I was suspicious. “What if he comes back tomorrow night in some old jeans?”
She looked amazed. I’d missed the point again. “Think of a new game, of course. I just made that up for the guy you were just with cause he had that white suit on.
“I mean, you can’t repeat yourself exactly. Every man is different. They’re just like any other person, they’re all different. That same guy can come back ten times in ten different disguises and give you a fortune in tips but you’ll never have to jerk him off if you play him. When he finally figures it out he’ll be too prostated with shame to bust you, so either he’ll stop coming around or he’ll start picking one of the other girls with the fifty-cent handjobs. And so happy New Year for them.”
I ached to applaud. Kristal was musing about something else already. “He didn’t have to pay Nita even fifteen bucks to get off,” she said at last. “That chick would have done him if he’d just promised to marry her. Nita still thinks she’s gonna meet her future husband here. For twenty years she’s been believing that. She’s a dance-hall brat.” A girl named Inez opened the door and called in, “Frank is pissed…”
“We got to get back to that disgusting playpen,” Kristal grinned, and leaned closed, and whispered, “I’ll teach you. You won’t have to touch it. You won’t even have to let them feel you…I trust you cause you’re a hippie and you remind me of a cute little mouse standing on its hind legs.”
The Royale Ballroom looked evil on account of the ceiling which stretched dark and low and dirty like a malice…over the bar, over the dance floor lined by tables for two, over “the pen” in the center of the room. We all breathed quietly up and down in the pen like some kind of special organism set apart. The Royale kept the place spitting hot so the girls could wear scanties and the men would order very much beer and get drunk fast.
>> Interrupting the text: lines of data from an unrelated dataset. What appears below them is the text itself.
//! End-to-end tests for the ranging pipeline.
//!
//! The trigger pin is a `SimEcho`, which plays the scripted echo through
//! the real `EchoIsr` on every pulse; everything downstream of the echo
//! edges (raw queue, measurement task, EMA, processed channel) is the
//! production code.

use std::collections::VecDeque;
use std::time::Duration;

use rangeguide::adapters::time::SystemClock;
use rangeguide::config::{
    SensorConfig, KEY_MEASUREMENT_INTERVAL_MS, KEY_SENSOR_TIMEOUT_MS, KEY_SMOOTHING_FACTOR,
};
use rangeguide::error::Error;
use rangeguide::sensors::channels::PROCESSED_CAPACITY;
use rangeguide::sensors::sim::{EchoSource, SimEcho};
use rangeguide::sensors::{echo_link, DistanceSensor, MeasurementStatus};

use crate::mock_hw::{MemStore, NoDelay};

type SimSensor = DistanceSensor<SimEcho<SystemClock>, NoDelay, SystemClock>;

fn fast_config() -> SensorConfig {
    SensorConfig {
        measurement_interval_ms: 50,
        timeout_ms: 10,
        ..SensorConfig::with_pins(14, 13)
    }
}

fn sim_sensor(config: SensorConfig, source: EchoSource) -> SimSensor {
    let (isr, echo) = echo_link();
    let clock = SystemClock::new();
    let pin = SimEcho::new(isr, clock, source);
    DistanceSensor::new(config, pin, NoDelay, clock, echo).expect("valid config")
}

// ── Smoothing ────────────────────────────────────────────────

#[test]
fn scripted_echoes_are_smoothed_in_order() {
    let mut sensor = sim_sensor(fast_config(), EchoSource::distances([800, 820, 810], 200));
    sensor.start().unwrap();

    let got: Vec<_> = (0..3).map(|_| sensor.get_latest().unwrap()).collect();
    sensor.stop().unwrap();

    let mm: Vec<u16> = got.iter().map(|r| r.distance_mm).collect();
    assert_eq!(mm, vec![800, 806, 807]);
    assert!(got.iter().all(|r| r.status == MeasurementStatus::Ok));
    assert!(
        got.windows(2).all(|w| w[0].timestamp_us < w[1].timestamp_us),
        "timestamps must increase: {:?}",
        got
    );
}

#[test]
fn out_of_range_reading_does_not_disturb_filter() {
    let mut sensor = sim_sensor(fast_config(), EchoSource::distances([500, 5000, 520], 200));
    sensor.start().unwrap();

    let first = sensor.get_latest().unwrap();
    let second = sensor.get_latest().unwrap();
    let third = sensor.get_latest().unwrap();
    sensor.stop().unwrap();

    assert_eq!((first.distance_mm, first.status), (500, MeasurementStatus::Ok));
    assert_eq!(second.status, MeasurementStatus::OutOfRange);
    assert_eq!(second.distance_mm, 5000, "raw distance reported unsmoothed");
    assert_eq!((third.distance_mm, third.status), (506, MeasurementStatus::Ok));
}

#[test]
fn smoothing_factor_1000_passes_samples_through() {
    let config = SensorConfig {
        smoothing_factor: 1000,
        ..fast_config()
    };
    let mut sensor = sim_sensor(config, EchoSource::distances([800, 1200], 200));
    sensor.start().unwrap();
    assert_eq!(sensor.get_latest().unwrap().distance_mm, 800);
    assert_eq!(sensor.get_latest().unwrap().distance_mm, 1200);
    sensor.stop().unwrap();
}

// ── Timeouts ─────────────────────────────────────────────────

#[test]
fn missing_echo_yields_timeout_reading() {
    let mut sensor = sim_sensor(fast_config(), EchoSource::script([None, Some(5800)]));
    sensor.start().unwrap();

    let missed = sensor.get_latest().unwrap();
    assert_eq!(missed.status, MeasurementStatus::Timeout);
    assert_eq!(missed.distance_mm, 0);
    assert!(missed.timestamp_us > 0);

    // 5800 µs at 20 °C is just under a metre.  The timeout did not seed
    // the filter, so this is the first sample.
    let hit = sensor.get_latest().unwrap();
    sensor.stop().unwrap();
    assert_eq!(hit.status, MeasurementStatus::Ok);
    assert!((990..=1000).contains(&hit.distance_mm), "got {}", hit.distance_mm);
}

// ── Lifecycle ────────────────────────────────────────────────

#[test]
fn start_and_stop_reject_wrong_state() {
    let mut sensor = sim_sensor(fast_config(), EchoSource::sweep(200));

    assert!(!sensor.is_running());
    assert_eq!(sensor.stop(), Err(Error::InvalidState));
    assert_eq!(sensor.monitor(), Err(Error::InvalidState));

    sensor.start().unwrap();
    assert!(sensor.is_running());
    assert_eq!(sensor.start(), Err(Error::InvalidState));
    assert_eq!(sensor.monitor(), Ok(()));

    sensor.stop().unwrap();
    assert!(!sensor.is_running());
}

#[test]
fn stopped_sensor_drains_then_reports_invalid_state() {
    let mut sensor = sim_sensor(fast_config(), EchoSource::distances([700; 8], 200));
    sensor.start().unwrap();
    assert_eq!(sensor.get_latest().unwrap().distance_mm, 700);
    sensor.stop().unwrap();

    // Whatever was published before the stop is still delivered.
    let mut drained = 0;
    while let Ok(r) = sensor.get_latest() {
        assert_eq!(r.status, MeasurementStatus::Ok);
        drained += 1;
        assert!(drained <= PROCESSED_CAPACITY);
    }
    assert_eq!(sensor.get_latest(), Err(Error::InvalidState));
    assert!(!sensor.has_new_measurement());
}

#[test]
fn restart_begins_with_fresh_filter() {
    let mut sensor = sim_sensor(
        fast_config(),
        EchoSource::distances([1000, 2000, 2000, 2000], 200),
    );
    sensor.start().unwrap();
    assert_eq!(sensor.get_latest().unwrap().distance_mm, 1000);
    sensor.stop().unwrap();
    while sensor.get_latest().is_ok() {}

    sensor.start().unwrap();
    let after = sensor.get_latest().unwrap();
    sensor.stop().unwrap();
    assert_eq!(after.distance_mm, 2000, "a reused filter would give 1300");
}

#[test]
fn dropping_running_sensor_stops_task() {
    let mut sensor = sim_sensor(fast_config(), EchoSource::sweep(200));
    sensor.start().unwrap();
    let reader = sensor.reader();
    assert!(reader.is_running());
    drop(sensor);
    assert!(!reader.is_running());
}

// ── Overflow ─────────────────────────────────────────────────

#[test]
fn unread_readings_overflow_and_keep_newest() {
    let mut sensor = sim_sensor(fast_config(), EchoSource::sweep(200));
    sensor.start().unwrap();

    // At 50 ms per cycle the channel fills after about 250 ms.
    std::thread::sleep(Duration::from_millis(600));
    assert!(sensor.has_new_measurement());
    assert!(sensor.overflow_count() >= 1, "overflows: {}", sensor.overflow_count());
    assert_eq!(sensor.monitor(), Ok(()));

    sensor.stop().unwrap();
    let mut kept = Vec::new();
    while let Ok(r) = sensor.get_latest() {
        kept.push(r);
    }
    assert_eq!(kept.len(), PROCESSED_CAPACITY);
    // Sweep starts at 50 mm, so evicted readings are the closest ones.
    assert!(kept[0].distance_mm > 50);
    assert!(kept.windows(2).all(|w| w[0].timestamp_us < w[1].timestamp_us));
}

// ── Reader handle ────────────────────────────────────────────

#[test]
fn reader_on_another_thread_receives_readings() {
    let mut sensor = sim_sensor(fast_config(), EchoSource::distances([300, 300, 300], 200));
    let reader = sensor.reader();
    sensor.start().unwrap();

    let consumer = std::thread::spawn(move || {
        (0..3)
            .map(|_| reader.get_latest().map(|r| r.distance_mm))
            .collect::<Result<Vec<_>, _>>()
    });
    let got = consumer.join().unwrap().unwrap();
    sensor.stop().unwrap();
    assert_eq!(got, vec![300, 300, 300]);
}

#[test]
fn blocked_reader_is_released_by_stop() {
    // One reading, then a full second of idle: the reader is left waiting.
    let config = SensorConfig {
        measurement_interval_ms: 1000,
        ..fast_config()
    };
    let mut sensor = sim_sensor(config, EchoSource::Script(VecDeque::new()));
    let reader = sensor.reader();
    sensor.start().unwrap();

    let (done_tx, done_rx) = std::sync::mpsc::channel();
    let consumer = std::thread::spawn(move || {
        let mut readings = 0;
        let end = loop {
            match reader.get_latest() {
                Ok(_) => readings += 1,
                Err(e) => break e,
            }
        };
        done_tx.send((readings, end)).unwrap();
    });

    std::thread::sleep(Duration::from_millis(200));
    sensor.stop().unwrap();
    drop(sensor);

    let (readings, end) = done_rx
        .recv_timeout(Duration::from_secs(2))
        .expect("blocked get_latest must return after stop");
    consumer.join().unwrap();
    assert_eq!(end, Error::InvalidState);
    assert!(readings >= 1, "the first timeout reading is delivered");
}

// ── Configuration ────────────────────────────────────────────

#[test]
fn config_from_store_drives_sensor() {
    let store = MemStore::new()
        .with(KEY_MEASUREMENT_INTERVAL_MS, 50)
        .with(KEY_SENSOR_TIMEOUT_MS, 10)
        .with(KEY_SMOOTHING_FACTOR, 500);
    let config = SensorConfig::load(&store, 14, 13).unwrap();
    assert_eq!(config.temperature_tenths_c, 200, "missing key defaults");

    let mut sensor = sim_sensor(config, EchoSource::distances([1000, 2000], 200));
    sensor.start().unwrap();
    assert_eq!(sensor.get_latest().unwrap().distance_mm, 1000);
    assert_eq!(sensor.get_latest().unwrap().distance_mm, 1500);
    sensor.stop().unwrap();
}

#[test]
fn invalid_config_rejected_at_construction() {
    let config = SensorConfig {
        timeout_ms: 60,
        ..fast_config()
    };
    let (isr, echo) = echo_link();
    let clock = SystemClock::new();
    let pin = SimEcho::new(isr, clock, EchoSource::sweep(200));
    let result = DistanceSensor::new(config, pin, NoDelay, clock, echo);
    assert!(matches!(result, Err(Error::Config(_))));
}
There was me, and Kristal and Beth and Fernie, Cricket, Olive, Nita, and Inez. It was ten o’clock and no customers were coming in. We got the loose flake off the streets while upstairs the street-walkers worked on the hard-to-get-at grime in the cracks of the sidewalk. Which is not entirely true; we also got a lot of respectable men that would surprise you.
But this was my ignorant first night. “It never catches on til after midnight,” murmured Kristal at my side. Fernie, a gargoyle who had not seen better days, was on the nod again, sitting bolt upright asleep in a black bra and girdle, kept straight by a rod of constipation that run up to her tonsils.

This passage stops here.